Interpretation of the Dual Isotherm for Ion Absorption in Beet Tissue

Abstract

Beet discs aged in 0.5 mM CaSO4 develop a capacity to absorb K+ and Cl- from solutions of low concentration. The initial influx of these ions is described by a hyperbolic relationship with concentration in the range 0.01 to 0.5 mM KC1, which is identical with the system 1 absorption iostherm found in other tissues. A 2nd hyperbolic isotherm, attributable to system 2, is found at higher concentrations (1-50 mM KC1). When the transport of labeled ion to the vacuole is studied by wash-exchanging the bulk of the cytoplasmic label following the absorption period, it is noted that in the range of system 1, isotope influx to the vacuole increases with time as the concentration of labeled ions in the cytoplasm increases, while in the range of system 2, influx to the vacuole is constant from the beginning. Diminution of the cytoplasmic specific activity during radioisotope absorption by prefilling the cytoplasm with the analogous unlabeled salt, markedly reduces subsequent radioisotope uptake to the vacuole only in the range of system 1. These experiments suggest that the cytoplasm serves as a mixing chamber, and that the plasma membrane controls ion uptake to the tissue at low concentrations, indicating that the system 1 isotherm reflects ion movement into the cytoplasm through the plasma membrane.
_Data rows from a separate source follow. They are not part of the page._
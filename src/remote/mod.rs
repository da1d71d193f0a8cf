pub use async_trait::async_trait;

pub mod file;
pub mod identify;
pub mod providers;
pub mod records;

use records::ProviderRecord;
use thiserror::Error;

const USER_AGENT: &str = concat!("pidmr/", env!("CARGO_PKG_VERSION"));

#[derive(Error, Debug)]
pub enum RemoteError {
    #[error("HTTP request failed: {0}")]
    RequestError(#[from] reqwest::Error),
    #[error("Failed to parse response: {0}")]
    ParseError(String),
    #[error("Rate limited, try again later")]
    RateLimited,
    #[error("Unexpected HTTP status {0}")]
    Status(u16),
    #[error("IO error: {0}")]
    Io(#[from] std::io::Error),
}

/// Somewhere provider records can be loaded from
#[async_trait]
pub trait RegistrySource: Send + Sync {
    /// Fetch every provider record, in registry order
    async fn fetch_records(&self) -> Result<Vec<ProviderRecord>, RemoteError>;

    /// Get the name of this source
    fn name(&self) -> &'static str;
}

/// Join the API base and an endpoint path
pub fn api_endpoint(api_base: &str, path: &str) -> String {
    format!(
        "{}/{}",
        api_base.trim_end_matches('/'),
        path.trim_start_matches('/')
    )
}

fn http_client() -> Result<reqwest::Client, RemoteError> {
    Ok(reqwest::Client::builder().user_agent(USER_AGENT).build()?)
}

/// Map rate limiting and other failures onto [`RemoteError`]
fn check_status(response: &reqwest::Response) -> Result<(), RemoteError> {
    let status = response.status();
    if status == reqwest::StatusCode::TOO_MANY_REQUESTS {
        return Err(RemoteError::RateLimited);
    }
    if !status.is_success() {
        return Err(RemoteError::Status(status.as_u16()));
    }
    Ok(())
}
Flux experiments support this conclusion, showing that development with age of the system 1 isotherm corresponds to a quantitatively similar increase in plasma membrane influx in 0.2 mM KCl. At higher concentrations the outer membrane no longer rate-limits entry of ions to the vacuole. Isotope influx under these conditions, described by the system 2 isotherm, presumably reflects movement across the tonoplast.